19 December 2016
19 December 2016

How to generate realistic text data using SQL Data Generator

Guest post

This is a guest post from Phil Factor. Phil Factor (real name withheld to protect the guilty), aka Database Mole, has 30 years of experience with database-intensive applications.

Despite having once been shouted at by a furious Bill Gates at an exhibition in the early 1980s, he has remained resolutely anonymous throughout his career.

He is a regular contributor to Simple Talk and SQLServerCentral.

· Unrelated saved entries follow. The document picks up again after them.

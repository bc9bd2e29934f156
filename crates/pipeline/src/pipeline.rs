//! Pipeline orchestration.
//!
//! One call to [`Pipeline::process`] walks a question through
//! `Extracting → Planning → Retrieving → Synthesizing → Done`. Every stage
//! always runs; degraded stages hand their default value forward and leave a
//! [`Notice`] in the outcome.

use crate::catalog::{DataGovCatalog, DatasetCatalog, DatasetRecord};
use crate::intent::{Intent, IntentExtractor};
use crate::planner::{plan, SearchQuery};
use crate::progress::ProgressReporter;
use crate::retriever::DatasetRetriever;
use crate::synthesizer::{Answer, AnswerSynthesizer};
use crate::types::{Notice, PipelineStage};
use agriclimate_core::{AppConfig, AppError, AppResult, PipelineConfig};
use agriclimate_llm::{create_client, LlmClient};
use agriclimate_prompt::{
    builtin_prompt, load_prompt, PromptDefinition, ANSWER_SYNTHESIZE_PROMPT_ID,
    INTENT_EXTRACT_PROMPT_ID,
};
use serde::Serialize;
use std::sync::Arc;
use std::time::Duration;
use tracing::instrument;

/// Everything a pipeline needs besides its two external ports.
#[derive(Debug, Clone)]
pub struct PipelineOptions {
    pub model: String,
    pub settings: PipelineConfig,
    pub dataset_url_base: String,
    pub extraction_prompt: PromptDefinition,
    pub synthesis_prompt: PromptDefinition,
}

impl PipelineOptions {
    /// Default settings and the built-in prompts.
    pub fn with_builtin_prompts(model: impl Into<String>) -> AppResult<Self> {
        Ok(Self {
            model: model.into(),
            settings: PipelineConfig::default(),
            dataset_url_base: agriclimate_core::CatalogConfig::default().dataset_url_base,
            extraction_prompt: builtin_prompt(INTENT_EXTRACT_PROMPT_ID)?,
            synthesis_prompt: builtin_prompt(ANSWER_SYNTHESIZE_PROMPT_ID)?,
        })
    }

    /// Settings from `config`, prompts from the workspace (or built in).
    pub fn from_config(config: &AppConfig) -> AppResult<Self> {
        Ok(Self {
            model: config.model.clone(),
            settings: config.pipeline.clone(),
            dataset_url_base: config.catalog.dataset_url_base.clone(),
            extraction_prompt: load_prompt(&config.workspace, INTENT_EXTRACT_PROMPT_ID)?,
            synthesis_prompt: load_prompt(&config.workspace, ANSWER_SYNTHESIZE_PROMPT_ID)?,
        })
    }
}

/// Result of one question run.
#[derive(Debug, Clone, Serialize)]
pub struct PipelineOutcome {
    pub answer: Answer,
    pub intent: Intent,
    /// Full planner output, including queries past the execution cap
    pub queries: Vec<SearchQuery>,
    pub executed_queries: Vec<SearchQuery>,
    #[serde(skip)]
    pub datasets: Vec<DatasetRecord>,
    pub notices: Vec<Notice>,
    /// Stages visited, in order
    pub trace: Vec<PipelineStage>,
}

impl PipelineOutcome {
    pub fn is_degraded(&self) -> bool {
        !self.notices.is_empty()
    }

    pub fn final_stage(&self) -> PipelineStage {
        self.trace.last().copied().unwrap_or(PipelineStage::Idle)
    }
}

/// The four-stage question pipeline.
pub struct Pipeline {
    extractor: IntentExtractor,
    retriever: DatasetRetriever,
    synthesizer: AnswerSynthesizer,
    progress: ProgressReporter,
}

impl Pipeline {
    pub fn new(
        llm: Arc<dyn LlmClient>,
        catalog: Arc<dyn DatasetCatalog>,
        options: PipelineOptions,
    ) -> Self {
        let PipelineOptions {
            model,
            settings,
            dataset_url_base,
            extraction_prompt,
            synthesis_prompt,
        } = options;

        Self {
            extractor: IntentExtractor::new(
                llm.clone(),
                extraction_prompt,
                model.clone(),
                settings.extraction_temperature,
            ),
            retriever: DatasetRetriever::new(
                catalog,
                settings.max_queries,
                settings.results_per_query,
            ),
            synthesizer: AnswerSynthesizer::new(
                llm,
                synthesis_prompt,
                model,
                settings,
                dataset_url_base,
            ),
            progress: ProgressReporter::noop(),
        }
    }

    pub fn with_progress(mut self, progress: ProgressReporter) -> Self {
        self.progress = progress;
        self
    }

    /// Build the production pipeline: configured LLM provider plus the
    /// data.gov.in catalog.
    ///
    /// # Errors
    /// Returns `AppError::Config` when a key is missing or a client cannot be
    /// built, and `AppError::Prompt` for an invalid prompt override.
    pub fn from_config(config: &AppConfig) -> AppResult<Self> {
        let llm = create_client(
            &config.provider,
            config.provider_endpoint(),
            config.api_key.as_deref(),
            config.provider_timeout().map(Duration::from_secs),
        )?;

        let catalog_key = config.catalog_api_key.as_deref().ok_or_else(|| {
            AppError::Config(format!(
                "Catalog API key not set (export {})",
                config.catalog.api_key_env
            ))
        })?;
        let catalog = Arc::new(DataGovCatalog::new(&config.catalog, catalog_key)?);

        tracing::debug!(
            provider = llm.provider_name(),
            catalog = catalog.name(),
            model = %config.model,
            "Pipeline ready"
        );

        Ok(Self::new(llm, catalog, PipelineOptions::from_config(config)?))
    }

    /// Answer one question. Never fails; see [`PipelineOutcome::notices`].
    #[instrument(skip(self, question), fields(question_len = question.len()))]
    pub async fn process(&self, question: &str) -> PipelineOutcome {
        let mut trace = Vec::with_capacity(5);
        let mut notices = Vec::new();

        trace.push(PipelineStage::Extracting);
        self.progress.stage(PipelineStage::Extracting);
        let extracted = self.extractor.extract(question).await;
        if !extracted.is_degraded() && !extracted.value.is_empty() {
            self.progress.identified(&extracted.value.summary());
        }
        let intent = extracted.collect_into(&mut notices);

        trace.push(PipelineStage::Planning);
        self.progress.stage(PipelineStage::Planning);
        let queries = plan(&intent);

        trace.push(PipelineStage::Retrieving);
        self.progress.stage(PipelineStage::Retrieving);
        let executed_queries = self.retriever.executed(&queries).to_vec();
        let (datasets, retrieval_notices) =
            self.retriever.collect(&queries, &self.progress).await;
        notices.extend(retrieval_notices);

        trace.push(PipelineStage::Synthesizing);
        self.progress.stage(PipelineStage::Synthesizing);
        let answer = self
            .synthesizer
            .synthesize(question, &intent, &datasets)
            .await
            .collect_into(&mut notices);

        trace.push(PipelineStage::Done);
        self.progress.stage(PipelineStage::Done);

        tracing::info!(
            queries = queries.len(),
            executed = executed_queries.len(),
            datasets = datasets.len(),
            notices = notices.len(),
            "Question processed"
        );

        PipelineOutcome {
            answer,
            intent,
            queries,
            executed_queries,
            datasets,
            notices,
            trace,
        }
    }
}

SQL Data Generator (SDG) is very handy for making a database come alive with what looks something like real data, and, once you specify the empty database, it will do its level best to oblige. To get the best results though, you need to provide SDG with some hints on how the data ought to look.

Let’s say you have a column in a table that contains text, and you need to test out your database. For most requirements, you can get away with any text, but sometimes you may need to do something smarter to generate text that looks like genuine text your customers or end users would enter.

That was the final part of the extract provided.